Assignment >>
Among the entries that follow, some lines contain the word "verify". Show all of them.

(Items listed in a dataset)
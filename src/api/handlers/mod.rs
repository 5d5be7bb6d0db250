//! REST API handlers organized by domain.

pub mod health;
pub mod records;

pub use health::*;
pub use records::*;
//! Error types for the provenance pipeline

use std::fmt;

use serde::Serialize;
use thiserror::Error;

use crate::crypto::{CanonicalizationError, DecryptionError, EncryptionError};
use crate::domain::{Identity, RecordId, TamperWarning};
use crate::ledger::LedgerError;
use crate::notifications::NotificationError;
use crate::store::{StoreError, UnwrapError};

/// Stable error taxonomy shared by flows, logs and the HTTP surface
#[derive(Debug, Clone, Copy, PartialEq, Eq, Hash, Serialize)]
#[serde(rename_all = "snake_case")]
pub enum ErrorKind {
    Canonicalization,
    Encryption,
    Decryption,
    StoreUnavailable,
    Unwrap,
    LedgerWrite,
    LedgerRead,
    NotConfigured,
    NotAuthorized,
    RecordNotFound,
    NotStored,
    Tamper,
    IdentityChanged,
    InvalidTransition,
    InvalidRequest,
    Notification,
    Configuration,
}

impl ErrorKind {
    pub fn as_str(&self) -> &'static str {
        match self {
            ErrorKind::Canonicalization => "canonicalization",
            ErrorKind::Encryption => "encryption",
            ErrorKind::Decryption => "decryption",
            ErrorKind::StoreUnavailable => "store_unavailable",
            ErrorKind::Unwrap => "unwrap",
            ErrorKind::LedgerWrite => "ledger_write",
            ErrorKind::LedgerRead => "ledger_read",
            ErrorKind::NotConfigured => "not_configured",
            ErrorKind::NotAuthorized => "not_authorized",
            ErrorKind::RecordNotFound => "record_not_found",
            ErrorKind::NotStored => "not_stored",
            ErrorKind::Tamper => "tamper",
            ErrorKind::IdentityChanged => "identity_changed",
            ErrorKind::InvalidTransition => "invalid_transition",
            ErrorKind::InvalidRequest => "invalid_request",
            ErrorKind::Notification => "notification",
            ErrorKind::Configuration => "configuration",
        }
    }
}

impl fmt::Display for ErrorKind {
    fn fmt(&self, f: &mut fmt::Formatter<'_>) -> fmt::Result {
        f.write_str(self.as_str())
    }
}

/// Errors that can occur in the provenance pipeline
#[derive(Error, Debug)]
pub enum ProvenanceError {
    #[error(transparent)]
    Canonicalization(#[from] CanonicalizationError),

    #[error(transparent)]
    Encryption(#[from] EncryptionError),

    #[error(transparent)]
    Decryption(#[from] DecryptionError),

    #[error(transparent)]
    Store(#[from] StoreError),

    #[error("fetched content could not be unwrapped: {0}")]
    Unwrap(#[from] UnwrapError),

    #[error(transparent)]
    Ledger(#[from] LedgerError),

    #[error(transparent)]
    Notification(#[from] NotificationError),

    /// Caller is not the creator recorded on the ledger
    #[error("{caller} is not the creator of record {record_id}")]
    NotAuthorized { record_id: RecordId, caller: Identity },

    /// No identity is connected
    #[error("no identity connected")]
    MissingIdentity,

    #[error("record not found: {0}")]
    RecordNotFound(RecordId),

    /// Entry was anchored without a storage link
    #[error("record {0} was anchored without stored content")]
    NotStored(RecordId),

    /// Content failed the digest check and could not be decrypted
    #[error("tampering detected: {warning}")]
    TamperDetected {
        warning: TamperWarning,
        #[source]
        source: DecryptionError,
    },

    /// The identity bound to a flow is no longer the connected identity
    #[error("identity changed during flow: bound {bound}, now {}", .current.as_ref().map(Identity::as_str).unwrap_or("<none>"))]
    IdentityChanged {
        bound: Identity,
        current: Option<Identity>,
    },

    #[error("invalid state transition from {from}: {reason}")]
    InvalidTransition { from: String, reason: String },

    #[error("invalid request: {0}")]
    InvalidRequest(String),

    #[error("configuration error: {0}")]
    Configuration(String),
}

impl ProvenanceError {
    pub fn kind(&self) -> ErrorKind {
        match self {
            ProvenanceError::Canonicalization(_) => ErrorKind::Canonicalization,
            ProvenanceError::Encryption(_) => ErrorKind::Encryption,
            ProvenanceError::Decryption(_) => ErrorKind::Decryption,
            ProvenanceError::Store(StoreError::NotConfigured) => ErrorKind::NotConfigured,
            ProvenanceError::Store(_) => ErrorKind::StoreUnavailable,
            ProvenanceError::Unwrap(_) => ErrorKind::Unwrap,
            ProvenanceError::Ledger(LedgerError::NotConfigured) => ErrorKind::NotConfigured,
            ProvenanceError::Ledger(LedgerError::Write(_)) => ErrorKind::LedgerWrite,
            ProvenanceError::Ledger(LedgerError::Read(_)) => ErrorKind::LedgerRead,
            ProvenanceError::Ledger(LedgerError::Configuration(_)) => ErrorKind::Configuration,
            ProvenanceError::Notification(_) => ErrorKind::Notification,
            ProvenanceError::NotAuthorized { .. } | ProvenanceError::MissingIdentity => {
                ErrorKind::NotAuthorized
            }
            ProvenanceError::RecordNotFound(_) => ErrorKind::RecordNotFound,
            ProvenanceError::NotStored(_) => ErrorKind::NotStored,
            ProvenanceError::TamperDetected { .. } => ErrorKind::Tamper,
            ProvenanceError::IdentityChanged { .. } => ErrorKind::IdentityChanged,
            ProvenanceError::InvalidTransition { .. } => ErrorKind::InvalidTransition,
            ProvenanceError::InvalidRequest(_) => ErrorKind::InvalidRequest,
            ProvenanceError::Configuration(_) => ErrorKind::Configuration,
        }
    }

    /// Tamper report carried by this error, if any
    pub fn tamper_warning(&self) -> Option<&TamperWarning> {
        match self {
            ProvenanceError::TamperDetected { warning, .. } => Some(warning),
            _ => None,
        }
    }
}

/// Result type for provenance operations
pub type Result<T> = std::result::Result<T, ProvenanceError>;
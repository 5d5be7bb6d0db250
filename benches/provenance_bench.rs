//! Performance benchmarks for the provenance pipeline.
//!
//! Run with: cargo bench

use criterion::{black_box, criterion_group, criterion_main, BenchmarkId, Criterion, Throughput};
use serde_json::json;

use audit_provenance::crypto::{digest, digest_serializable, IdentityCipher, RecordCipher};
use audit_provenance::domain::{
    Digest, Identity, LedgerEntry, ProvenanceBundle, RecordId, StorageLink, StoredEnvelope,
};
use audit_provenance::store::normalize_fetched;

const CREATOR: &str = "0x1111111111111111111111111111111111111111";

/// Audit report with `findings` entries
fn create_report(findings: usize) -> serde_json::Value {
    let findings: Vec<_> = (0..findings)
        .map(|i| {
            json!({
                "id": format!("F-{i}"),
                "severity": if i % 3 == 0 { "high" } else { "low" },
                "summary": format!("Finding number {i}"),
                "amount": i as f64 * 12.5,
            })
        })
        .collect();
    json!({
        "title": "Annual controls review",
        "auditor": "Example Assurance LLP",
        "findings": findings,
        "signedOff": true,
    })
}

/// Benchmark canonical hashing of reports
fn bench_record_digest(c: &mut Criterion) {
    let mut group = c.benchmark_group("record_digest");

    for count in [1, 10, 100, 1000].iter() {
        let report = create_report(*count);
        group.throughput(Throughput::Elements(*count as u64));
        group.bench_with_input(BenchmarkId::new("findings", count), &report, |b, report| {
            b.iter(|| black_box(digest(report).unwrap()));
        });
    }

    group.finish();
}

/// Benchmark the anchored bundle digest
fn bench_bundle_digest(c: &mut Criterion) {
    let cipher = IdentityCipher::with_iterations(1_000).unwrap();
    let id = RecordId::new("aud-1");
    let ciphertext = cipher
        .encrypt(&create_report(10), &Identity::new(CREATOR), &id)
        .unwrap();
    let entry = LedgerEntry {
        record_id: id,
        creator_identity: Identity::new(CREATOR),
        timestamp_seconds: 1_700_000_000,
        digest: Digest([0; 32]),
        storage_link: StorageLink::new("ipfs://bafybench"),
    };

    c.bench_function("bundle_digest", |b| {
        b.iter(|| black_box(digest_serializable(&ProvenanceBundle::for_entry(&ciphertext, &entry)).unwrap()));
    });
}

/// Benchmark encryption at different key-derivation costs
fn bench_cipher(c: &mut Criterion) {
    let mut group = c.benchmark_group("cipher");
    group.sample_size(10);

    let report = create_report(10);
    let creator = Identity::new(CREATOR);
    let id = RecordId::new("aud-1");

    for iterations in [1_000u32, 100_000].iter() {
        let cipher = IdentityCipher::with_iterations(*iterations).unwrap();
        let ciphertext = cipher.encrypt(&report, &creator, &id).unwrap();

        group.bench_with_input(BenchmarkId::new("encrypt", iterations), &cipher, |b, cipher| {
            b.iter(|| black_box(cipher.encrypt(&report, &creator, &id).unwrap()));
        });
        group.bench_with_input(BenchmarkId::new("decrypt", iterations), &cipher, |b, cipher| {
            b.iter(|| black_box(cipher.decrypt(&ciphertext, &creator, &id).unwrap()));
        });
    }

    group.finish();
}

/// Benchmark unwrapping fetched blobs
fn bench_normalize_fetched(c: &mut Criterion) {
    let cipher = IdentityCipher::with_iterations(1_000).unwrap();
    let ciphertext = cipher
        .encrypt(&create_report(100), &Identity::new(CREATOR), &RecordId::new("aud-1"))
        .unwrap();
    let envelope = StoredEnvelope::new(ciphertext.clone()).to_bytes().unwrap();
    let nested = serde_json::to_vec(&json!({
        "result": [{"pinataContent": {"encryptedData": ciphertext}}]
    }))
    .unwrap();

    let mut group = c.benchmark_group("normalize_fetched");
    group.bench_function("raw", |b| {
        b.iter(|| black_box(normalize_fetched(ciphertext.as_str().as_bytes()).unwrap()));
    });
    group.bench_function("envelope", |b| {
        b.iter(|| black_box(normalize_fetched(&envelope).unwrap()));
    });
    group.bench_function("nested", |b| {
        b.iter(|| black_box(normalize_fetched(&nested).unwrap()));
    });
    group.finish();
}

criterion_group!(
    benches,
    bench_record_digest,
    bench_bundle_digest,
    bench_cipher,
    bench_normalize_fetched,
);
criterion_main!(benches);
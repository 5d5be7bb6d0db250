//! Metrics for the provenance service
//!
//! Counters and latency histograms keyed by dotted names, exported as a
//! JSON snapshot on `/metrics`.

use std::collections::BTreeMap;
use std::sync::atomic::{AtomicU64, Ordering};
use std::sync::Arc;
use std::time::Instant;

use tokio::sync::RwLock;

/// Process-wide metrics registry
pub struct MetricsRegistry {
    counters: RwLock<BTreeMap<String, Arc<AtomicU64>>>,
    histograms: RwLock<BTreeMap<String, Arc<Histogram>>>,
    start_time: Instant,
}

impl MetricsRegistry {
    pub fn new() -> Self {
        Self {
            counters: RwLock::new(BTreeMap::new()),
            histograms: RwLock::new(BTreeMap::new()),
            start_time: Instant::now(),
        }
    }

    pub async fn inc_counter(&self, name: &str) {
        self.add_counter(name, 1).await;
    }

    pub async fn add_counter(&self, name: &str, value: u64) {
        if let Some(counter) = self.counters.read().await.get(name) {
            counter.fetch_add(value, Ordering::Relaxed);
            return;
        }

        let mut counters = self.counters.write().await;
        counters
            .entry(name.to_string())
            .or_insert_with(|| Arc::new(AtomicU64::new(0)))
            .fetch_add(value, Ordering::Relaxed);
    }

    pub async fn get_counter(&self, name: &str) -> u64 {
        self.counters
            .read()
            .await
            .get(name)
            .map(|c| c.load(Ordering::Relaxed))
            .unwrap_or(0)
    }

    /// Record a latency observation in seconds
    pub async fn observe(&self, name: &str, seconds: f64) {
        if let Some(histogram) = self.histograms.read().await.get(name) {
            histogram.observe(seconds);
            return;
        }

        let mut histograms = self.histograms.write().await;
        histograms
            .entry(name.to_string())
            .or_insert_with(|| Arc::new(Histogram::default()))
            .observe(seconds);
    }

    pub fn uptime_seconds(&self) -> u64 {
        self.start_time.elapsed().as_secs()
    }

    /// Snapshot of every metric
    pub async fn to_json(&self) -> serde_json::Value {
        let counters: BTreeMap<String, u64> = self
            .counters
            .read()
            .await
            .iter()
            .map(|(k, v)| (k.clone(), v.load(Ordering::Relaxed)))
            .collect();

        let histograms: BTreeMap<String, serde_json::Value> = self
            .histograms
            .read()
            .await
            .iter()
            .map(|(k, v)| (k.clone(), v.to_json()))
            .collect();

        serde_json::json!({
            "uptime_seconds": self.uptime_seconds(),
            "counters": counters,
            "histograms": histograms,
        })
    }
}

impl Default for MetricsRegistry {
    fn default() -> Self {
        Self::new()
    }
}

/// Fixed-bucket latency histogram
pub struct Histogram {
    bounds: Vec<f64>,
    buckets: Vec<AtomicU64>,
    /// Sum of observations in microseconds
    sum_micros: AtomicU64,
    count: AtomicU64,
}

impl Histogram {
    pub fn new(bounds: Vec<f64>) -> Self {
        let buckets = bounds.iter().map(|_| AtomicU64::new(0)).collect();
        Self {
            bounds,
            buckets,
            sum_micros: AtomicU64::new(0),
            count: AtomicU64::new(0),
        }
    }

    pub fn observe(&self, seconds: f64) {
        self.sum_micros
            .fetch_add((seconds * 1_000_000.0) as u64, Ordering::Relaxed);
        self.count.fetch_add(1, Ordering::Relaxed);
        if let Some(i) = self.bounds.iter().position(|bound| seconds <= *bound) {
            self.buckets[i].fetch_add(1, Ordering::Relaxed);
        }
    }

    pub fn count(&self) -> u64 {
        self.count.load(Ordering::Relaxed)
    }

    pub fn to_json(&self) -> serde_json::Value {
        let counts: Vec<u64> = self
            .buckets
            .iter()
            .map(|c| c.load(Ordering::Relaxed))
            .collect();
        serde_json::json!({
            "bounds": self.bounds,
            "counts": counts,
            "sum_seconds": self.sum_micros.load(Ordering::Relaxed) as f64 / 1_000_000.0,
            "count": self.count(),
        })
    }
}

impl Default for Histogram {
    fn default() -> Self {
        // store flows include a network upload and a ledger write
        Self::new(vec![0.005, 0.01, 0.05, 0.1, 0.25, 0.5, 1.0, 2.5, 5.0, 15.0, 60.0])
    }
}

/// Metric names
pub mod metric_names {
    pub const RECORDS_STORED: &str = "provenance.records.stored";
    pub const RECORDS_STORE_SKIPPED: &str = "provenance.records.store_skipped";
    pub const STORE_FAILURES: &str = "provenance.store.failures";

    pub const VERIFY_OK: &str = "provenance.verify.ok";
    pub const VERIFY_TAMPER_WARNINGS: &str = "provenance.verify.tamper_warnings";
    pub const VERIFY_REFUSED: &str = "provenance.verify.refused";
    pub const VERIFY_FAILURES: &str = "provenance.verify.failures";

    pub const STORE_LATENCY: &str = "provenance.store.latency_seconds";
    pub const VERIFY_LATENCY: &str = "provenance.verify.latency_seconds";
}

/// Await `f`, recording its duration under `name`
pub async fn timed<F, T>(metrics: &MetricsRegistry, name: &str, f: F) -> T
where
    F: std::future::Future<Output = T>,
{
    let start = Instant::now();
    let result = f.await;
    metrics.observe(name, start.elapsed().as_secs_f64()).await;
    result
}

Response area >>
    pub const VERIFY_OK: &str = "provenance.verify.ok";
    pub const VERIFY_TAMPER_WARNINGS: &str = "provenance.verify.tamper_warnings";
    pub const VERIFY_REFUSED: &str = "provenance.verify.refused";
    pub const VERIFY_FAILURES: &str = "provenance.verify.failures";
    pub const VERIFY_LATENCY: &str = "provenance.verify.latency_seconds";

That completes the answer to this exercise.